Records to use:
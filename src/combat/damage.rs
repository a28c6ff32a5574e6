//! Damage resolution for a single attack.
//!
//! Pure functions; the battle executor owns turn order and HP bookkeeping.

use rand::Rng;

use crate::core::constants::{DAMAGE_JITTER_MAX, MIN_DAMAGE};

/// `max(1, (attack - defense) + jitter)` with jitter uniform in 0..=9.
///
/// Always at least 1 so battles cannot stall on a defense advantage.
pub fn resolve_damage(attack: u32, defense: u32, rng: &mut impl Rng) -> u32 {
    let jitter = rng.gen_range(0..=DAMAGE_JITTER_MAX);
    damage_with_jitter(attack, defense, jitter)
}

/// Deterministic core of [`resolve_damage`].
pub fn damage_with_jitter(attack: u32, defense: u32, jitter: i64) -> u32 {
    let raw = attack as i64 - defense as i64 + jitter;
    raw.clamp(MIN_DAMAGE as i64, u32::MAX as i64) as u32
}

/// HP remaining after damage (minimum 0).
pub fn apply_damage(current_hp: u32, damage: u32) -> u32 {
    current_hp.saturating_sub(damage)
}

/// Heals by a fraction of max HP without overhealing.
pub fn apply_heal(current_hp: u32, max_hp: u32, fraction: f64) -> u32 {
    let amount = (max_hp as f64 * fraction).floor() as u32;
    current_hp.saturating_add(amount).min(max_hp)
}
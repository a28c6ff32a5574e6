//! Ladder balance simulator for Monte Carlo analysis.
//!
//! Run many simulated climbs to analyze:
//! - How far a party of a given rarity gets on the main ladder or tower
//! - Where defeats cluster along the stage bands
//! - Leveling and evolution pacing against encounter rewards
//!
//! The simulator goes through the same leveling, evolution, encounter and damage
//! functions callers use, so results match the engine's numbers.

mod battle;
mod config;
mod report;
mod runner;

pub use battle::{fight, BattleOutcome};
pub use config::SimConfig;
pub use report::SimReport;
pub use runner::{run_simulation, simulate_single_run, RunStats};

Task brief:
Give the number of lines in the entries above that contain the word "report", with no accompanying text.

Answer below:
2